Thursday, March 13, 2014

Taking it personally? Blame your brain.

  
     Tongue-in-cheek? Oh yeah, but the topic of not taking things personally has been written about ad
nauseam. I’m sick of it too, but here I am again. Part of being human seems to mean that not taking things personally is an issue we wrestle with over and over and over.
    Last week I listened to a Sounds True podcast, Our Attempts to Feel Better, while I was on the bike at the gym. In the podcast Dr. Kelly McGonigal talks about how the default state of the brain is to interpret any experience we’re having as being about who we are. Oh, wow. My brain is preset to take every experience I have personally.
     This was a startling “ah-hah” for me. I listened to the podcast three times. It also made me laugh because it confirmed something I’ve suspected for years. My brain is entirely self-centered. Thankfully my mind doesn’t have to lurch along in the same biological rut.
    How on earth is that biological preset useful? Despite how much we’ve evolved as a species, our gray matter still contains a strong lizard brain. The lizard brain is concerned with survival. Feeling good equals surviving. Feeling bad equals I might die. In this instance “good” means food, shelter and a measure of safety. “Bad” means I might starve or I’m about to get squished by a wooly mammoth. Given the way many of us live, this may seem like a ridiculous association, but it is part of who we are. We have a direct experience of how hard wired into our brains this is when our fight-or-flight response kicks in during non-life threatening situations.
     The lizard brain operates on an “all or nothing”, black and white premise. Survival is either threatened or not. There is no discernment around the level of the threat or the possibility that my emotional well-being may in jeopardy rather than my physical survival. The lizard brain equates taking things personally, i.e. interpreting whatever is going on as being about me, with being able to survive period.   
     Layered on top of this brain preset, I have my own experience with what happens when someone blames me for something and gets angry. We’ve all had those experiences. The ones that occur in childhood leave the deepest impressions.
      Say you’re raised with a critical parent who blames you for things not being done “right.” When that parent blames you, s/he gets angry at you and you get punished. Your child brain makes an association that says, “If someone is angry, I get hurt”...and your lizard brain agrees.
      Your child brain isn’t able to distinguish the difference between someone being angry at you and someone feeling angry when they happen to be standing next to you. The difference between someone being angry to what you did vs. being angry at who you are is lost too. It’s all about you. The lizard brain affirms that perspective as the one most likely to ensure your survival.
    So if someone is upset at me, gets upset when they’re with me or says something negative to me,  my lizard brain and all my experience that supports it jumps to tell me I’d better take this personally or I might not survive. Fortunately my mind and higher brain functions give me more options. But even beginning to disconnect from taking this personally means I have to step out of my biological programming.

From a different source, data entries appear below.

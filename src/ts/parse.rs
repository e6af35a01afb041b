//! 文本格式的迁移系统解析（APT 风格的 `.lts` 文件）。
//!
//! ```text
//! .name "example"
//! .type LTS
//! .states
//! s0[initial]
//! s1
//! .labels
//! a[location="left"]
//! .arcs
//! s0 a s1
//! ```
use nom::branch::alt;
use nom::bytes::complete::{take_while, take_while1};
use nom::character::complete::{char, space0, space1};
use nom::combinator::{all_consuming, opt};
use nom::multi::separated_list0;
use nom::sequence::{delimited, preceded};
use nom::{IResult, Parser};

use crate::ts::{TransitionSystem, TsError};

type Extension<'a> = (&'a str, Option<&'a str>);

#[derive(Debug, Clone, Copy, PartialEq, Eq)]
enum Section {
    Header,
    States,
    Labels,
    Arcs,
}

fn identifier(input: &str) -> IResult<&str, &str> {
    take_while1(|c: char| c.is_alphanumeric() || matches!(c, '_' | '-' | '\'' | '#')).parse(input)
}

fn quoted(input: &str) -> IResult<&str, &str> {
    delimited(char('"'), take_while(|c: char| c != '"'), char('"')).parse(input)
}

fn value(input: &str) -> IResult<&str, &str> {
    alt((quoted, identifier)).parse(input)
}

fn extension(input: &str) -> IResult<&str, Extension<'_>> {
    (
        preceded(space0, identifier),
        opt(preceded((space0, char('='), space0), value)),
    )
        .parse(input)
}

fn extensions(input: &str) -> IResult<&str, Vec<Extension<'_>>> {
    delimited(
        char('['),
        separated_list0(char(','), extension),
        preceded(space0, char(']')),
    )
    .parse(input)
}

fn declaration(input: &str) -> IResult<&str, (&str, Vec<Extension<'_>>)> {
    let (rest, name) = identifier(input)?;
    let (rest, ext) = opt(preceded(space0, extensions)).parse(rest)?;
    Ok((rest, (name, ext.unwrap_or_default())))
}

fn arc(input: &str) -> IResult<&str, (&str, &str, &str)> {
    (
        identifier,
        preceded(space1, identifier),
        preceded(space1, identifier),
    )
        .parse(input)
}

fn directive(input: &str) -> IResult<&str, (&str, Option<&str>)> {
    (
        preceded(char('.'), identifier),
        opt(preceded(space1, value)),
    )
        .parse(input)
}

fn run<'a, O, P>(line: usize, input: &'a str, parser: P) -> Result<O, TsError>
where
    P: Parser<&'a str, Output = O, Error = nom::error::Error<&'a str>>,
{
    all_consuming(parser)
        .parse(input)
        .map(|(_, output)| output)
        .map_err(|err| TsError::Parse {
            line,
            message: match err {
                nom::Err::Error(e) | nom::Err::Failure(e) => {
                    format!("unexpected input near `{}`", e.input)
                }
                nom::Err::Incomplete(_) => "incomplete input".to_string(),
            },
        })
}

fn strip_comment(line: &str) -> &str {
    let mut in_quotes = false;
    let bytes = line.as_bytes();
    for (idx, ch) in line.char_indices() {
        match ch {
            '"' => in_quotes = !in_quotes,
            '/' if !in_quotes && bytes.get(idx + 1) == Some(&b'/') => return &line[..idx],
            _ => {}
        }
    }
    line
}

/// Parses the textual transition system format.
pub fn parse_lts(source: &str) -> Result<TransitionSystem, TsError> {
    let mut section = Section::Header;
    let mut name = String::new();
    let mut states: Vec<String> = Vec::new();
    let mut initial: Option<String> = None;
    let mut locations: Vec<(String, String)> = Vec::new();
    let mut arcs: Vec<(String, String, String)> = Vec::new();

    for (idx, raw) in source.lines().enumerate() {
        let line_no = idx + 1;
        let line = strip_comment(raw).trim();
        if line.is_empty() {
            continue;
        }
        if line.starts_with('.') {
            let (keyword, argument) = run(line_no, line, directive)?;
            match keyword {
                "name" => name = argument.unwrap_or_default().to_string(),
                "description" | "options" => {}
                "type" => {
                    if argument != Some("LTS") {
                        return Err(TsError::Parse {
                            line: line_no,
                            message: format!("unsupported type `{}`", argument.unwrap_or("")),
                        });
                    }
                }
                "states" => section = Section::States,
                "labels" => section = Section::Labels,
                "arcs" => section = Section::Arcs,
                other => {
                    return Err(TsError::Parse {
                        line: line_no,
                        message: format!("unknown section `.{other}`"),
                    });
                }
            }
            continue;
        }

        match section {
            Section::Header => {
                return Err(TsError::Parse {
                    line: line_no,
                    message: "content before the first section".to_string(),
                });
            }
            Section::States => {
                let (state, ext) = run(line_no, line, declaration)?;
                if states.iter().any(|s| s == state) {
                    return Err(TsError::DuplicateState(state.to_string()));
                }
                if ext.iter().any(|(key, _)| *key == "initial") {
                    if initial.is_some() {
                        return Err(TsError::Parse {
                            line: line_no,
                            message: "more than one initial state".to_string(),
                        });
                    }
                    initial = Some(state.to_string());
                }
                states.push(state.to_string());
            }
            Section::Labels => {
                let (label, ext) = run(line_no, line, declaration)?;
                if let Some((_, Some(location))) = ext.iter().find(|(key, _)| *key == "location") {
                    locations.push((label.to_string(), location.to_string()));
                }
            }
            Section::Arcs => {
                let (from, label, to) = run(line_no, line, arc)?;
                arcs.push((from.to_string(), label.to_string(), to.to_string()));
            }
        }
    }

    let initial = initial.ok_or(TsError::MissingInitial)?;
    let mut ts = TransitionSystem::new(initial).with_name(name);
    for state in &states {
        ts.add_state(state.as_str());
    }
    for (from, label, to) in &arcs {
        let source = ts.state(from)?;
        let target = ts.state(to)?;
        ts.add_arc(source, label.as_str(), target);
    }
    for (label, location) in locations {
        ts.set_location(label, location);
    }
    Ok(ts)
}

#[cfg(test)]
mod tests {
    use super::*;

    const SAMPLE: &str = r#"
        // two step word
        .name "word ab"
        .type LTS
        .states
        s0[initial]
        s1
        s2
        .labels
        a[location="left"]
        b
        .arcs
        s0 a s1 // first
        s1 b s2
    "#;

    #[test]
    fn parses_sample() {
        let ts = parse_lts(SAMPLE).unwrap();
        assert_eq!(ts.name(), "word ab");
        assert_eq!(ts.state_count(), 3);
        assert_eq!(ts.arc_count(), 2);
        assert_eq!(ts.state_name(ts.initial()), "s0");
        assert_eq!(ts.location("a"), Some("left"));
        assert_eq!(ts.location("b"), None);
    }

    #[test]
    fn rejects_unknown_arc_endpoint() {
        let source = ".states\ns0[initial]\n.arcs\ns0 a s9\n";
        assert_eq!(
            parse_lts(source).unwrap_err(),
            TsError::UnknownState("s9".into())
        );
    }

    #[test]
    fn requires_initial_state() {
        let source = ".states\ns0\n";
        assert_eq!(parse_lts(source).unwrap_err(), TsError::MissingInitial);
    }

    #[test]
    fn reports_line_of_malformed_arc() {
        let source = ".states\ns0[initial]\n.arcs\ns0 a\n";
        match parse_lts(source) {
            Err(TsError::Parse { line, .. }) => assert_eq!(line, 4),
            other => panic!("unexpected result: {other:?}"),
        }
    }
}
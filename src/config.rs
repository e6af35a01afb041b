use anyhow::{Context, Result};
use serde::{Deserialize, Serialize};
use std::fs;
use std::path::Path;

#[derive(Debug, Deserialize, Serialize, Clone, Default, PartialEq)]
pub struct SynthConfig {
    #[serde(default)]
    pub solver: SolverConfig,
    #[serde(default)]
    pub kbounded: KBoundedConfig,
    #[serde(default)]
    pub overapproximation: OverapproximationConfig,
    #[serde(default)]
    pub synthesis: SynthesisConfig,
}

#[derive(Debug, Deserialize, Serialize, Clone, PartialEq)]
pub struct SolverConfig {
    /// Only honoured when built with the `z3` feature.
    #[serde(default = "default_use_z3")]
    pub use_z3: bool,
    /// Z3 time limit per check; 0 disables it.
    #[serde(default)]
    pub timeout_ms: u32,
    /// Built-in search: first magnitude tried for variables without bounds.
    #[serde(default = "default_max_value")]
    pub max_value: i64,
    /// Built-in search: the magnitude is doubled up to this value before giving up.
    #[serde(default = "default_max_value_limit")]
    pub max_value_limit: i64,
    #[serde(default = "default_node_limit")]
    pub node_limit: usize,
}

impl Default for SolverConfig {
    fn default() -> Self {
        Self {
            use_z3: default_use_z3(),
            timeout_ms: 0,
            max_value: default_max_value(),
            max_value_limit: default_max_value_limit(),
            node_limit: default_node_limit(),
        }
    }
}

#[derive(Debug, Deserialize, Serialize, Clone, PartialEq)]
pub struct KBoundedConfig {
    #[serde(default = "default_max_candidates")]
    pub max_candidates: usize,
}

impl Default for KBoundedConfig {
    fn default() -> Self {
        Self {
            max_candidates: default_max_candidates(),
        }
    }
}

#[derive(Debug, Deserialize, Serialize, Clone, PartialEq)]
pub struct OverapproximationConfig {
    #[serde(default = "default_max_iterations")]
    pub max_iterations: usize,
}

impl Default for OverapproximationConfig {
    fn default() -> Self {
        Self {
            max_iterations: default_max_iterations(),
        }
    }
}

#[derive(Debug, Deserialize, Serialize, Clone, Default, PartialEq)]
pub struct SynthesisConfig {
    /// Run the backend-driven tier of the minimizer even without `--minimize`.
    #[serde(default)]
    pub minimize_ilp: bool,
}

impl SynthConfig {
    pub fn load_from_file<P: AsRef<Path>>(path: P) -> Result<Self> {
        let path = path.as_ref();
        if !path.exists() {
            return Ok(Self::default());
        }
        let content = fs::read_to_string(path)
            .with_context(|| format!("Failed to read config file: {:?}", path))?;
        let config: SynthConfig = toml::from_str(&content)
            .with_context(|| format!("Failed to parse config file: {:?}", path))?;
        Ok(config)
    }
}

fn default_use_z3() -> bool {
    true
}

fn default_max_value() -> i64 {
    64
}

fn default_max_value_limit() -> i64 {
    1 << 20
}

fn default_node_limit() -> usize {
    200_000
}

fn default_max_candidates() -> usize {
    100_000
}

fn default_max_iterations() -> usize {
    256
}

#[cfg(test)]
mod tests {
    use super::*;

    #[test]
    fn missing_file_gives_defaults() {
        let config = SynthConfig::load_from_file("/nonexistent/pn-synth.toml").unwrap();
        assert_eq!(config, SynthConfig::default());
        assert!(config.solver.use_z3);
        assert_eq!(config.solver.max_value_limit, 1 << 20);
    }

    #[test]
    fn partial_tables_keep_defaults() {
        let config: SynthConfig = toml::from_str(
            r#"
            [solver]
            node_limit = 10
            use_z3 = false

            [synthesis]
            minimize_ilp = true
            "#,
        )
        .unwrap();
        assert_eq!(config.solver.node_limit, 10);
        assert_eq!(config.solver.max_value, 64);
        assert!(!config.solver.use_z3);
        assert!(config.synthesis.minimize_ilp);
        assert_eq!(config.overapproximation.max_iterations, 256);
    }
}
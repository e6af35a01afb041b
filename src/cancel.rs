//! 协作式取消：所有遍历状态、事件、候选区域的循环都需要轮询 [`CancelToken`]。
use std::sync::Arc;
use std::sync::atomic::{AtomicBool, Ordering};

use thiserror::Error;

/// Raised when a [`CancelToken`] was triggered while a computation was running.
#[derive(Debug, Clone, Copy, PartialEq, Eq, Error)]
#[error("computation interrupted")]
pub struct Interrupted;

#[derive(Debug, Clone, Default)]
pub struct CancelToken {
    flag: Arc<AtomicBool>,
}

impl CancelToken {
    pub fn new() -> Self {
        Self::default()
    }

    pub fn cancel(&self) {
        self.flag.store(true, Ordering::Relaxed);
    }

    pub fn is_cancelled(&self) -> bool {
        self.flag.load(Ordering::Relaxed)
    }

    pub fn check(&self) -> Result<(), Interrupted> {
        if self.is_cancelled() {
            Err(Interrupted)
        } else {
            Ok(())
        }
    }
}

#[cfg(test)]
mod tests {
    use super::*;

    #[test]
    fn clones_share_the_flag() {
        let token = CancelToken::new();
        let clone = token.clone();
        assert!(token.check().is_ok());
        clone.cancel();
        assert_eq!(token.check(), Err(Interrupted));
    }
}
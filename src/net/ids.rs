use std::fmt;

use serde::{Deserialize, Serialize};

use crate::net::index_vec::Idx;

macro_rules! define_id {
    ($name:ident, $prefix:literal) => {
        #[derive(Clone, Copy, PartialEq, Eq, PartialOrd, Ord, Hash, Serialize, Deserialize)]
        #[repr(transparent)]
        pub struct $name(pub u32);

        impl $name {
            pub const fn new(raw: u32) -> Self {
                Self(raw)
            }

            pub const fn raw(self) -> u32 {
                self.0
            }
        }

        impl fmt::Debug for $name {
            fn fmt(&self, f: &mut fmt::Formatter<'_>) -> fmt::Result {
                write!(f, stringify!($name))?;
                f.debug_tuple("").field(&self.0).finish()
            }
        }

        impl fmt::Display for $name {
            fn fmt(&self, f: &mut fmt::Formatter<'_>) -> fmt::Result {
                write!(f, "{}{}", $prefix, self.0)
            }
        }

        impl Idx for $name {
            fn index(self) -> usize {
                self.0 as usize
            }

            fn from_usize(idx: usize) -> Self {
                Self(idx as u32)
            }
        }
    };
}

define_id!(PlaceId, "p");
define_id!(TransitionId, "t");
//! 输入、输出弧权重的稠密矩阵封装（行 = 库所，列 = 迁移）。
use std::fmt;

use serde::{Deserialize, Serialize};
use smallvec::SmallVec;

use crate::net::ids::{PlaceId, TransitionId};
use crate::net::index_vec::{Idx, IndexVec};

type SmallRow<T> = SmallVec<[T; 4]>;

#[derive(Clone, PartialEq, Eq, Hash, Serialize, Deserialize)]
pub struct Incidence<T> {
    rows: IndexVec<PlaceId, SmallRow<T>>,
    cols: usize,
}

impl<T> Incidence<T>
where
    T: Clone,
{
    pub fn new(places: usize, transitions: usize, default: T) -> Self {
        let mut rows = IndexVec::new();
        for _ in 0..places {
            rows.push(SmallRow::from_elem(default.clone(), transitions));
        }
        Self {
            rows,
            cols: transitions,
        }
    }

    pub fn push_place_with_default(&mut self, default: T) -> PlaceId {
        let mut row = SmallRow::new();
        row.resize(self.cols, default);
        self.rows.push(row)
    }

    pub fn push_transition_with_default(&mut self, default: T) -> TransitionId {
        let next = self.cols;
        for row in self.rows.iter_mut() {
            row.push(default.clone());
        }
        self.cols += 1;
        TransitionId::from_usize(next)
    }

    pub fn places(&self) -> usize {
        self.rows.len()
    }

    pub fn transitions(&self) -> usize {
        self.cols
    }

    pub fn set(&mut self, place: PlaceId, transition: TransitionId, value: T) {
        self.rows[place][transition.index()] = value;
    }

    pub fn get(&self, place: PlaceId, transition: TransitionId) -> &T {
        &self.rows[place][transition.index()]
    }

    pub fn rows(&self) -> &IndexVec<PlaceId, SmallRow<T>> {
        &self.rows
    }

    /// Entries of one transition column, paired with their place.
    pub fn column(&self, transition: TransitionId) -> impl Iterator<Item = (PlaceId, &T)> + '_ {
        self.rows
            .iter_enumerated()
            .map(move |(place, row)| (place, &row[transition.index()]))
    }
}

impl<T> fmt::Debug for Incidence<T>
where
    T: fmt::Debug,
{
    fn fmt(&self, f: &mut fmt::Formatter<'_>) -> fmt::Result {
        f.debug_struct("Incidence")
            .field("rows", &self.rows)
            .field("cols", &self.cols)
            .finish()
    }
}

impl Incidence<u64> {
    /// Places with a non-zero entry in the column of `transition`.
    pub fn support_of(&self, transition: TransitionId) -> Vec<PlaceId> {
        self.column(transition)
            .filter(|(_, weight)| **weight > 0)
            .map(|(place, _)| place)
            .collect()
    }

    /// Transitions with a non-zero entry in the row of `place`.
    pub fn support_in_row(&self, place: PlaceId) -> Vec<TransitionId> {
        self.rows[place]
            .iter()
            .enumerate()
            .filter(|(_, weight)| **weight > 0)
            .map(|(idx, _)| TransitionId::from_usize(idx))
            .collect()
    }
}

#[cfg(test)]
mod tests {
    use super::*;

    #[test]
    fn growing_keeps_matrix_rectangular() {
        let mut pre = Incidence::new(1, 0, 0u64);
        let t0 = pre.push_transition_with_default(0);
        let p1 = pre.push_place_with_default(0);
        let t1 = pre.push_transition_with_default(0);
        pre.set(p1, t1, 2);
        assert_eq!(pre.places(), 2);
        assert_eq!(pre.transitions(), 2);
        assert_eq!(*pre.get(PlaceId::new(0), t0), 0);
        assert_eq!(pre.support_of(t1), vec![p1]);
        assert_eq!(pre.support_in_row(p1), vec![t1]);
    }
}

     I go to my favorite question, “What else might be happening?” Not that I know my brain is programmed to take things personally, I have a new way to answer that question. For this question to really interrupt the mental hamster wheel I’m running on I need to have more than one answer.
    If I can’t come up with anything else, I go back to a trick I learned from a therapist I saw in the twenties. When I answered “I don’t know” to a question she asked, she’d respond with “Make something up.” It took me years to figure out what that was really about.
    It doesn’t matter how improbably most of my answers to “What else might be happening?” are. What matters is that while I’m engaged in answering the question I’m not feeding my story about why whatever happened is about me. I’ve distracted myself enough to get out of my own way.
     And what about that story I’m telling myself? The story is where I assign meaning to what happened. Inevitably the story comes from some other experience that felt the same but may not be relevant. So the next step is to disconnect how I feel from what I’m telling myself about the feeling.
     When I take something personally it has nothing to do with the situation or what the other person said. If you tell me I’m a crappy firefighter because I can’t save anybody, I’ll be confused. I might laugh. I might wonder if I’ve wandered into a Salvador Dali painting. I won’t take it personally. I’m not a firefighter. Nothing in what you said applies to me.
     However, if you told me I was a crappy firefighter because I’m too selfish to save anybody….oooh. Regardless of whether or not the rest of your statement applied, I’d hear “selfish.” I’m not a selfish person. But I do wrestle with the distorted belief that being a healer means showing up for other people all the time so if I take a day off, I’m being selfish.
    So there is a land mine in my internal landscape that can get triggered by word “selfish.” If I react to that trigger and take what you said personally, nothing in my largely unconscious choice to go there is about you or what you said.
     The entire process happened inside me. It occurred because part of my internal landscape reacted to the word “selfish.”  I am more likely to take what someone says personally when their words match what I am already saying to myself.
     I am far from mastering the art of not taking things personally. I do it less when I’m feeling pretty good about me. Now that I know there is a biological basis for believing it’s all about me, I can be more compassionate with myself when I go there. In the meantime, repeat after me….I am not the center of the Universe.